Copy out the entries below exactly as they stand, but only from the line containing "let echo_story_id = Uuid::new_v4();" through the line containing "story_triangulation DESC first".

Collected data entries
———
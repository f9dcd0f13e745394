//! Integration tests for triangulation scoring.
//!
//! These tests verify that story status, energy, and signal ranking
//! correctly incorporate type_diversity (triangulation).
//!
//! Requirements: Docker (for Memgraph via testcontainers)
//!
//! Run with: cargo test -p rootsignal-graph --features test-utils --test triangulation_test

#![cfg(feature = "test-utils")]

use chrono::Utc;
use uuid::Uuid;

use rootsignal_graph::{query, GraphClient, PublicGraphReader};

/// Spin up a fresh Memgraph container for each test.
async fn setup() -> (impl std::any::Any, GraphClient) {
    rootsignal_graph::testutil::memgraph_container().await
}

fn memgraph_dt(dt: &chrono::DateTime<Utc>) -> String {
    dt.format("%Y-%m-%dT%H:%M:%S%.6f").to_string()
}

/// Helper: create a signal node of a given type with minimal required properties.
async fn create_signal(
    client: &GraphClient,
    label: &str,
    id: Uuid,
    title: &str,
    source_url: &str,
    confidence: f64,
    cause_heat: f64,
) {
    let now = memgraph_dt(&Utc::now());
    let cypher = format!(
        "CREATE (n:{label} {{
            id: $id,
            title: $title,
            summary: $summary,
            sensitivity: 'general',
            confidence: $confidence,
            freshness_score: 0.8,
            corroboration_count: 0,
            source_diversity: 1,
            external_ratio: 0.0,
            cause_heat: $cause_heat,
            source_url: $source_url,
            extracted_at: datetime($now),
            last_confirmed_active: datetime($now),
            location_name: '',
            lat: 44.9778,
            lng: -93.2650,
            embedding: [0.1, 0.2, 0.3]
        }})"
    );

    let q = query(&cypher)
        .param("id", id.to_string())
        .param("title", title)
        .param("summary", format!("Test signal: {title}"))
        .param("confidence", confidence)
        .param("cause_heat", cause_heat)
        .param("source_url", source_url)
        .param("now", now);

    client.inner().run(q).await.expect("Failed to create signal");
}

/// Helper: create a Story node and link it to signals via CONTAINS edges.
async fn create_story_with_signals(
    client: &GraphClient,
    story_id: Uuid,
    headline: &str,
    status: &str,
    type_diversity: u32,
    entity_count: u32,
    energy: f64,
    signal_ids: &[(Uuid, &str)], // (id, label)
) {
    let now = memgraph_dt(&Utc::now());
    let q = query(
        "CREATE (s:Story {
            id: $id,
            headline: $headline,
            summary: $summary,
            signal_count: $signal_count,
            first_seen: datetime($now),
            last_updated: datetime($now),
            velocity: 0.0,
            energy: $energy,
            dominant_type: 'notice',
            sensitivity: 'general',
            source_count: $entity_count,
            entity_count: $entity_count,
            type_diversity: $type_diversity,
            source_domains: [],
            corroboration_depth: 0,
            status: $status
        })"
    )
    .param("id", story_id.to_string())
    .param("headline", headline)
    .param("summary", format!("Test story: {headline}"))
    .param("signal_count", signal_ids.len() as i64)
    .param("now", now)
    .param("energy", energy)
    .param("entity_count", entity_count as i64)
    .param("type_diversity", type_diversity as i64)
    .param("status", status);

    client.inner().run(q).await.expect("Failed to create story");

    // Link signals to story
    for (sig_id, label) in signal_ids {
        let cypher = format!(
            "MATCH (s:Story {{id: $story_id}}), (n:{label} {{id: $signal_id}})
             CREATE (s)-[:CONTAINS]->(n)"
        );
        let q = query(&cypher)
            .param("story_id", story_id.to_string())
            .param("signal_id", sig_id.to_string());
        client.inner().run(q).await.expect("Failed to link signal to story");
    }
}

// ---------------------------------------------------------------------------
// Test 1: Triangulated signals rank above echo signals in list_recent
// ---------------------------------------------------------------------------

#[tokio::test]
async fn triangulated_story_signals_rank_above_echo() {
    let (_container, client) = setup().await;
    let reader = PublicGraphReader::new(client.clone());

    // Create echo story: 5 Notice signals from different sources, type_diversity=1
    let echo_story_id = Uuid::new_v4();
    let mut echo_signals = Vec::new();
    for i in 0..5 {
        let id = Uuid::new_v4();
        create_signal(
            &client,
            "Notice",
            id,
            &format!("Echo notice {i}"),
            &format!("https://outlet{i}.com/story"),
            0.8,
            0.5, // moderate cause_heat
        )
        .await;
        echo_signals.push((id, "Notice"));
    }
    let echo_refs: Vec<(Uuid, &str)> = echo_signals.iter().map(|(id, l)| (*id, *l)).collect();
    create_story_with_signals(
        &client,
        echo_story_id,
        "Media echo story",
        "echo",
        1, // single type
        5,
        0.8,
        &echo_refs,
    )
    .await;

    // Create triangulated story: 4 signals of different types, type_diversity=4
    let tri_story_id = Uuid::new_v4();
    let tri_ids: Vec<(Uuid, &str)> = vec![
        (Uuid::new_v4(), "Tension"),
        (Uuid::new_v4(), "Ask"),
        (Uuid::new_v4(), "Give"),
        (Uuid::new_v4(), "Event"),
    ];

    for (i, (id, label)) in tri_ids.iter().enumerate() {
        create_signal(
            &client,
            label,
            *id,
            &format!("Triangulated {label} signal"),
            &format!("https://org{i}.org/page"),
            0.7, // slightly lower confidence than echo
            0.3, // lower cause_heat than echo
        )
        .await;
    }
    create_story_with_signals(
        &client,
        tri_story_id,
        "Triangulated crisis story",
        "confirmed",
        4, // four different types
        4,
        0.9,
        &tri_ids,
    )
    .await;

    // Query via reader — triangulated story signals should appear first
    let results = reader.list_recent(20, None).await.expect("list_recent failed");

    assert!(
        results.len() >= 4,
        "should return at least the triangulated signals, got {}",
        results.len(),
    );

    // The first 4 results should be from the triangulated story (type_diversity=4)
    // because list_recent sorts by story_triangulation DESC first
    let first_four_titles: Vec<String> = results
        .iter()
        .take(4)
        .map(|n| n.meta().unwrap().title.clone())
        .collect();

    let triangulated_first = first_four_titles
        .iter()
        .all(|t| t.contains("Triangulated"));

    assert!(
        triangulated_first,
        "triangulated signals should rank above echo; first 4 titles: {:?}",
        first_four_titles,
    );
}

// ---------------------------------------------------------------------------
// Test 2: find_nodes_near ranks by story type_diversity
// ---------------------------------------------------------------------------

#[tokio::test]
async fn find_nodes_near_prefers_triangulated() {
    let (_container, client) = setup().await;
    let reader = PublicGraphReader::new(client.clone());

    // Echo signal: high cause_heat but type_diversity=1 story
    let echo_id = Uuid::new_v4();
    create_signal(
        &client,
        "Notice",
        echo_id,
        "Echo signal near",
        "https://echo.com/page",
        0.9,
        0.9, // high cause_heat
    )
    .await;

    let echo_story = Uuid::new_v4();
    create_story_with_signals(
        &client,
        echo_story,
        "Echo story",
        "echo",
        1,
        5,
        0.5,
        &[(echo_id, "Notice")],
    )
    .await;

    // Triangulated signal: lower cause_heat but type_diversity=3 story
    let tri_id = Uuid::new_v4();
    create_signal(
        &client,
        "Event",
        tri_id,
        "Triangulated signal near",
        "https://tri.org/page",
        0.7,
        0.2, // low cause_heat
    )
    .await;

    let tri_story = Uuid::new_v4();
    create_story_with_signals(
        &client,
        tri_story,
        "Tri story",
        "confirmed",
        3,
        3,
        0.8,
        &[(tri_id, "Event")],
    )
    .await;

    // Both signals are at lat=44.9778, lng=-93.2650
    let results = reader
        .find_nodes_near(44.9778, -93.2650, 10.0, None)
        .await
        .expect("find_nodes_near failed");

    assert!(results.len() >= 2, "should find both signals, got {}", results.len());

    // Triangulated signal (type_diversity=3) should rank above echo (type_diversity=1)
    let first_title = &results[0].meta().unwrap().title;
    assert!(
        first_title.contains("Triangulated"),
        "triangulated signal should rank first; got '{first_title}'",
    );
}

// ---------------------------------------------------------------------------
// Test 3: Story status correctly stored and queryable
// ---------------------------------------------------------------------------

#[tokio::test]
async fn story_status_reflects_triangulation() {
    let (_container, client) = setup().await;

    // Create an "echo" story (type_diversity=1, 5 signals)
    let echo_id = Uuid::new_v4();
    let mut echo_sigs = Vec::new();
    for i in 0..5 {
        let id = Uuid::new_v4();
        create_signal(&client, "Notice", id, &format!("Notice {i}"), &format!("https://n{i}.com"), 0.7, 0.0).await;
        echo_sigs.push((id, "Notice"));
    }
    let refs: Vec<(Uuid, &str)> = echo_sigs.iter().map(|(id, l)| (*id, *l)).collect();
    create_story_with_signals(&client, echo_id, "Echo cluster", "echo", 1, 5, 0.5, &refs).await;

    // Create a "confirmed" story (type_diversity=3, entity_count=3)
    let confirmed_id = Uuid::new_v4();
    let c_sigs: Vec<(Uuid, &str)> = vec![
        (Uuid::new_v4(), "Tension"),
        (Uuid::new_v4(), "Give"),
        (Uuid::new_v4(), "Event"),
    ];
    for (id, label) in &c_sigs {
        create_signal(&client, label, *id, &format!("Confirmed {label}"), &format!("https://c-{label}.org"), 0.7, 0.0).await;
    }
    create_story_with_signals(&client, confirmed_id, "Confirmed story", "confirmed", 3, 3, 0.9, &c_sigs).await;

    // Create an "emerging" story (type_diversity=1, 2 signals — below echo threshold)
    let emerging_id = Uuid::new_v4();
    let e_sigs: Vec<(Uuid, &str)> = vec![
        (Uuid::new_v4(), "Ask"),
        (Uuid::new_v4(), "Ask"),
    ];
    for (id, label) in &e_sigs {
        create_signal(&client, label, *id, "Emerging ask", "https://emerging.org", 0.5, 0.0).await;
    }
    create_story_with_signals(&client, emerging_id, "Emerging story", "emerging", 1, 1, 0.3, &e_sigs).await;

    // Query stories by status
    let reader = PublicGraphReader::new(client.clone());

    let echo_stories = reader.top_stories_by_energy(10, Some("echo")).await.unwrap();
    assert_eq!(echo_stories.len(), 1, "should have 1 echo story");
    assert_eq!(echo_stories[0].type_diversity, 1);

    let confirmed_stories = reader.top_stories_by_energy(10, Some("confirmed")).await.unwrap();
    assert_eq!(confirmed_stories.len(), 1, "should have 1 confirmed story");
    assert_eq!(confirmed_stories[0].type_diversity, 3);

    let emerging_stories = reader.top_stories_by_energy(10, Some("emerging")).await.unwrap();
    assert_eq!(emerging_stories.len(), 1, "should have 1 emerging story");

    // Energy ordering: confirmed > echo > emerging
    let all = reader.top_stories_by_energy(10, None).await.unwrap();
    assert_eq!(all.len(), 3);
    assert_eq!(all[0].status, "confirmed", "confirmed should have highest energy");
}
———
> [ANSWER SPACE]:
    let echo_story_id = Uuid::new_v4();
    let mut echo_signals = Vec::new();
    for i in 0..5 {
        let id = Uuid::new_v4();
        create_signal(
            &client,
            "Notice",
            id,
            &format!("Echo notice {i}"),
            &format!("https://outlet{i}.com/story"),
            0.8,
            0.5, // moderate cause_heat
        )
        .await;
        echo_signals.push((id, "Notice"));
    }
    let echo_refs: Vec<(Uuid, &str)> = echo_signals.iter().map(|(id, l)| (*id, *l)).collect();
    create_story_with_signals(
        &client,
        echo_story_id,
        "Media echo story",
        "echo",
        1, // single type
        5,
        0.8,
        &echo_refs,
    )
    .await;

    // Create triangulated story: 4 signals of different types, type_diversity=4
    let tri_story_id = Uuid::new_v4();
    let tri_ids: Vec<(Uuid, &str)> = vec![
        (Uuid::new_v4(), "Tension"),
        (Uuid::new_v4(), "Ask"),
        (Uuid::new_v4(), "Give"),
        (Uuid::new_v4(), "Event"),
    ];

    for (i, (id, label)) in tri_ids.iter().enumerate() {
        create_signal(
            &client,
            label,
            *id,
            &format!("Triangulated {label} signal"),
            &format!("https://org{i}.org/page"),
            0.7, // slightly lower confidence than echo
            0.3, // lower cause_heat than echo
        )
        .await;
    }
    create_story_with_signals(
        &client,
        tri_story_id,
        "Triangulated crisis story",
        "confirmed",
        4, // four different types
        4,
        0.9,
        &tri_ids,
    )
    .await;

    // Query via reader — triangulated story signals should appear first
    let results = reader.list_recent(20, None).await.expect("list_recent failed");

    assert!(
        results.len() >= 4,
        "should return at least the triangulated signals, got {}",
        results.len(),
    );

    // The first 4 results should be from the triangulated story (type_diversity=4)
    // because list_recent sorts by story_triangulation DESC first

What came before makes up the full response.